_What to produce_. Search the data for "LinkEventListener" and copy every matching line.

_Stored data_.

================

impl Link {
    pub fn new<T>(operator_address: OperatorAddress, settings: LinkSettings, transport: T) -> Self
    where
        T: LinkTransport + 'static,
    {
        Link {
            link_id: OnceCell::new(),
            settings,
            operator_address,
            connected: AtomicBool::new(NOT_CONNECTED),
            handler: Mutex::new(None),
            events: LinkEventEmitter::new(),
            transport: Box::new(transport),
        }
    }

    pub fn link_id(&self) -> Option<&LinkId> {
        self.link_id.get()
    }

    /// Binds this link to an id. May only succeed once per link.
    pub fn set_link_id(&self, link_id: LinkId) -> Result<(), LinkError> {
        self.link_id
            .set(link_id)
            .map_err(|attempted| LinkError::LinkIdAlreadySet {
                current: self.link_id.get().cloned().unwrap_or_else(|| attempted.clone()),
                attempted,
            })
    }

    pub fn link_settings(&self) -> &LinkSettings {
        &self.settings
    }

    pub fn operator_address(&self) -> &OperatorAddress {
        &self.operator_address
    }

    pub fn is_connected(&self) -> bool {
        self.connected.load(Ordering::SeqCst)
    }

    /// Connects the link. Concurrent or repeated calls are no-ops for all
    /// but the caller that flips the flag, so the transport only ever sees
    /// one connect attempt per transition.
    ///
    /// On failure the flag is rolled back, an [`LinkEvent::Error`] is emitted,
    /// the transport is asked to tear down whatever it managed to set up, and
    /// the error is returned.
    pub async fn connect(&self) -> Result<(), LinkError> {
        if self
            .connected
            .compare_exchange(NOT_CONNECTED, CONNECTED, Ordering::SeqCst, Ordering::SeqCst)
            .is_err()
        {
            debug!(
                "[{}] (ILP Address: `{}`) already connected to `{}`",
                self.settings.link_type(),
                self.operator_address_string(),
                self.link_id_string()
            );
            return Ok(());
        }

        debug!(
            "[{}] (ILP Address: `{}`) connecting to `{}`...",
            self.settings.link_type(),
            self.operator_address_string(),
            self.link_id_string()
        );
        match self.transport.do_connect().await {
            Ok(()) => {
                self.events.emit(LinkEvent::Connected {
                    link_id: self.link_id().cloned(),
                });
                info!(
                    "[{}] (Operator: `{}`) connected to remote `{}`",
                    self.settings.link_type(),
                    self.operator_address_string(),
                    self.link_id_string()
                );
                Ok(())
            }
            Err(err) => {
                error!(
                    "[{}] (ILP Address: `{}`) was unable to connect to Link: `{}`: {}",
                    self.settings.link_type(),
                    self.operator_address_string(),
                    self.link_id_string(),
                    err
                );
                if let Err(teardown) = self.transport.do_disconnect().await {
                    warn!(
                        "Error tearing down link `{}` after a failed connect: {}",
                        self.link_id_string(),
                        teardown
                    );
                }
                self.connected.store(NOT_CONNECTED, Ordering::SeqCst);
                self.events.emit(LinkEvent::Error {
                    link_id: self.link_id().cloned(),
                    error: err.to_string(),
                });
                Err(err)
            }
        }
    }

    /// Disconnects the link. A no-op if the link is not connected.
    pub async fn disconnect(&self) -> Result<(), LinkError> {
        if self
            .connected
            .compare_exchange(CONNECTED, NOT_CONNECTED, Ordering::SeqCst, Ordering::SeqCst)
            .is_err()
        {
            debug!(
                "[{}] (ILP Address: `{}`) already disconnected from `{}`",
                self.settings.link_type(),
                self.operator_address_string(),
                self.link_id_string()
            );
            return Ok(());
        }

        debug!(
            "[{}] (ILP Address: `{}`) disconnecting from `{}`...",
            self.settings.link_type(),
            self.operator_address_string(),
            self.link_id_string()
        );
        match self.transport.do_disconnect().await {
            Ok(()) => {
                self.events.emit(LinkEvent::Disconnected {
                    link_id: self.link_id().cloned(),
                });
                debug!(
                    "[{}] (ILP Address: `{}`) disconnected from `{}`",
                    self.settings.link_type(),
                    self.operator_address_string(),
                    self.link_id_string()
                );
                Ok(())
            }
            Err(err) => {
                error!(
                    "[{}] `{}` error while trying to disconnect from `{}`: {}",
                    self.settings.link_type(),
                    self.operator_address_string(),
                    self.link_id_string(),
                    err
                );
                Err(err)
            }
        }
    }

    /// Registers the handler for packets arriving from the peer. Only one
    /// handler may be registered at a time.
    pub fn register_link_handler(&self, handler: Arc<dyn LinkHandler>) -> Result<(), LinkError> {
        let mut slot = self.handler.lock();
        if slot.is_some() {
            return Err(LinkError::HandlerAlreadyRegistered(self.link_id().cloned()));
        }
        *slot = Some(handler);
        Ok(())
    }

    pub fn unregister_link_handler(&self) {
        self.handler.lock().take();
    }

    pub fn link_handler(&self) -> Option<Arc<dyn LinkHandler>> {
        self.handler.lock().clone()
    }

    pub fn add_link_event_listener(&self, listener: Arc<dyn LinkEventListener>) {
        self.events.add_listener(listener);
    }

    pub fn remove_link_event_listener(&self, listener: &Arc<dyn LinkEventListener>) {
        self.events.remove_listener(listener);
    }

    /// Sends a Prepare to the peer. A transport error means the peer's
    /// answer is unknown; routing code treats it like a reject.
    pub async fn send_packet(&self, prepare: Prepare) -> Result<IlpResult, LinkError> {
        if !self.is_connected() {
            return Err(LinkError::NotConnected(self.link_id().cloned()));
        }
        trace!(
            "Sending packet over link `{}`: {:?}",
            self.link_id_string(),
            prepare
        );
        self.transport.send_packet(prepare).await
    }

    /// Hands a Prepare received from the peer to the registered handler.
    pub async fn handle_incoming_packet(&self, prepare: Prepare) -> Result<IlpResult, LinkError> {
        let link_id = self.link_id().cloned().ok_or(LinkError::LinkIdNotSet)?;
        let handler = self
            .link_handler()
            .ok_or_else(|| LinkError::NoHandlerRegistered(Some(link_id.clone())))?;
        Ok(handler.handle_incoming_packet(&link_id, prepare).await)
    }

    fn operator_address_string(&self) -> String {
        self.operator_address
            .get()
            .map(|address| address.to_string())
            .unwrap_or_else(|| "unset".to_owned())
    }

    fn link_id_string(&self) -> &str {
        self.link_id().map(LinkId::as_str).unwrap_or("unset")
    }
}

================

_Exercise response_.
    pub fn add_link_event_listener(&self, listener: Arc<dyn LinkEventListener>) {
    pub fn remove_link_event_listener(&self, listener: &Arc<dyn LinkEventListener>) {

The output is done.